The Visayan warty pig probably was once distributed throughout the central Philippine archipelago (the Visayan Islands). Due mainly to intense hunting pressure and the continued elimination and fragmentation of its remaining habitat, potentially viable populations are now thought to remain only on two of the Visayan Islands: in the western mountains of Panay and in scattered fragments of surviving forest on Negros.
*** There have been no detailed studies on the biology of the Visayan warty pig. It was only recently established as a separate species.
*** The plight of the Visayan warty pigs is made worse due to the negative attitudes of most local people towards them, because of the damage they cause to the crops of small farms.
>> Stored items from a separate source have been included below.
#[cfg(test)]
mod tests {
    use super::*;
    use crate::test_helpers::{note, site_config, write_file as put, write_site_config};
    use tempfile::TempDir;

    fn single_version() -> TempDir {
        let tmp = TempDir::new().unwrap();
        write_site_config(tmp.path(), &["en"]);
        let home = note("Home", "daily", "[a](/en/a.md)\n\n[[blogTotalNumber]] notes");
        put(tmp.path(), "en/index.md", &home);
        put(tmp.path(), "en/a.md", &note("A", "weekly", "![pic](/b.png)"));
        put(tmp.path(), "en/b.png", "PNG");
        tmp
    }

    fn build_first(root: &Path, mode: BuildMode) -> Result<VersionBuild, BuildError> {
        let config = config::load_config(root).unwrap();
        build_version(root, &config, &config.versions[0], mode)
    }

    #[test]
    fn mode_label_parsing() {
        assert_eq!(BuildMode::from_label("production"), BuildMode::Production);
        assert_eq!(BuildMode::from_label("development"), BuildMode::Development);
        assert_eq!(BuildMode::from_label("staging"), BuildMode::Development);
        assert_eq!(BuildMode::from_label(""), BuildMode::Development);
    }

    #[test]
    fn version_outputs_pages_and_assets() {
        let tmp = single_version();

        let v = build_first(tmp.path(), BuildMode::Development).unwrap();

        assert_eq!(v.page_count, 2);
        assert_eq!(v.asset_count, 1);
        let keys: Vec<&str> = v.outputs.keys().map(String::as_str).collect();
        assert_eq!(keys, vec!["a.html", "b.png", "index.html"]);
        assert_eq!(v.outputs["b.png"], b"PNG");
        assert!(v.snapshot.is_none());
    }

    #[test]
    fn path_set_covers_assets_as_well_as_pages() {
        let tmp = single_version();

        let v = build_first(tmp.path(), BuildMode::Development).unwrap();

        let paths: Vec<&str> = v.paths.paths.iter().map(String::as_str).collect();
        assert_eq!(paths, vec!["a.html", "b.png", "index.html"]);
    }

    #[test]
    fn home_page_gets_page_count() {
        let tmp = single_version();

        let v = build_first(tmp.path(), BuildMode::Development).unwrap();

        let home = String::from_utf8(v.outputs["index.html"].clone()).unwrap();
        assert!(home.contains("2 notes"));
        assert!(!home.contains("[[blogTotalNumber]]"));
    }

    #[test]
    fn sitemap_entries_use_production_domain() {
        let tmp = single_version();

        let v = build_first(tmp.path(), BuildMode::Development).unwrap();

        let urls: Vec<&str> = v.entries.iter().map(|e| e.url.as_str()).collect();
        assert_eq!(
            urls,
            vec!["https://notes.example.org/en/a.html", "https://notes.example.org/en/"]
        );
        assert_eq!(v.entries[0].priority, 0.8);
    }

    #[test]
    fn development_links_use_dev_domain() {
        let tmp = single_version();

        let v = build_first(tmp.path(), BuildMode::Development).unwrap();

        let page = String::from_utf8(v.outputs["a.html"].clone()).unwrap();
        assert!(page.contains(r#"href="http://localhost:4000/en/a.html""#));
    }

    #[test]
    fn snapshot_file_is_not_content() {
        let tmp = single_version();
        put(tmp.path(), "en/blogs.json", "{}");

        let v = build_first(tmp.path(), BuildMode::Production).unwrap();

        assert!(!v.outputs.contains_key("blogs.json"));
        let snapshot = v.snapshot.unwrap();
        assert_eq!(snapshot.len(), 2);
        assert!(snapshot.get("a.md").is_some());
    }

    #[test]
    fn missing_version_dir_is_load_error() {
        let tmp = TempDir::new().unwrap();
        write_site_config(tmp.path(), &["en"]);

        let err = build_first(tmp.path(), BuildMode::Development).unwrap_err();

        assert!(matches!(err, BuildError::Load { .. }));
    }

    #[test]
    fn check_reports_missing_static_file() {
        let tmp = single_version();
        put(
            tmp.path(),
            "config.toml",
            &site_config(&["en"], "static_files = [\"favicon.ico\"]"),
        );

        let err = check_site(tmp.path(), BuildMode::Development).unwrap_err();

        assert!(matches!(err, BuildError::MissingStatic(p) if p == "favicon.ico"));
        assert!(!tmp.path().join("dist").exists());
    }

    #[test]
    fn static_directories_copied_recursively() {
        let tmp = TempDir::new().unwrap();
        put(tmp.path(), "assets/style.css", "body {}");
        put(tmp.path(), "assets/img/logo.svg", "<svg/>");
        let out = tmp.path().join("dist/assets");

        copy_static(&tmp.path().join("assets"), &out, "assets").unwrap();

        assert_eq!(fs::read_to_string(out.join("style.css")).unwrap(), "body {}");
        assert_eq!(fs::read_to_string(out.join("img/logo.svg")).unwrap(), "<svg/>");
    }

    #[test]
    fn missing_static_is_error() {
        let tmp = TempDir::new().unwrap();
        let err = copy_static(&tmp.path().join("nope"), &tmp.path().join("dist/nope"), "nope")
            .unwrap_err();
        assert!(matches!(err, BuildError::MissingStatic(p) if p == "nope"));
    }
}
As a result, not only is there a lack of conservation measures to protect the pigs, but they are regarded as pests and fair game for hunting.
*** The range of the Visayan warty pig is essentially the same as that of the endangered Philippine spotted deer, which is subjected to the same threats.
*** Much of the destruction of the forests of the Visayan Islands, which are home to this pig, may be attributed to landless peasants and indigenous tribal groups who move into these areas to clear temporary agricultural plots known as kaingin. The soil of these plots is rapidly exhausted and new plots must be cleared every few years. Tropical storms wash the sparse topsoil off of the bare hillsides into the sea (NFEFI 1998).
*** The Visayan Islands are in the central island group of the Philippines, bordered on the south by Mindanao, on the west by Palawan, and on the north by Luzon and Mindoro. The main islands in the group are Panay, Negros, Cebu, Bohol, Leyte and Samar. High relief is typical throughout the larger islands and all have rugged interior uplands rising to 750 - 1000 m (2500 - 3300') . The coastal plains are seldom as much as 16 km (10 mi) wide, and drainage is generally by short, violent streams of immature development. The entire Visayan archipelago was once covered by dense rain forest, but vast areas have been cleared.
Little is known about the former range of the Visayan warty pig, but it was probably
once distributed throughout the central Philippine
archipelago (the Visayan Islands). In 1987 it was still thought to
be found in the mountain regions of Panay, Negros, Leyte, Samar, Billiran and Bohol, but
it was nowhere common. By 1993, potentially viable populations were thought to remain only
in the western mountains of Panay and in scattered fragments of surviving forest on
The major threats to the Visayan warty pig are population growth and the resulting accelerating rates of habitat loss and hunting pressure. The habitat loss is due mainly to the clearing of kaingin by landless peasants and indigenous tribal groups moving into the Visayan Islands, but also to poor logging practices. Only a few percent of the original primary forest remains on Negros Island (NFEFI 1998). Widespread political unrest, the low priority accorded to conservation of the Visayan warty pig (because of the agricultural damage it causes) and the depressed state of the Philippine economy are contributing factors.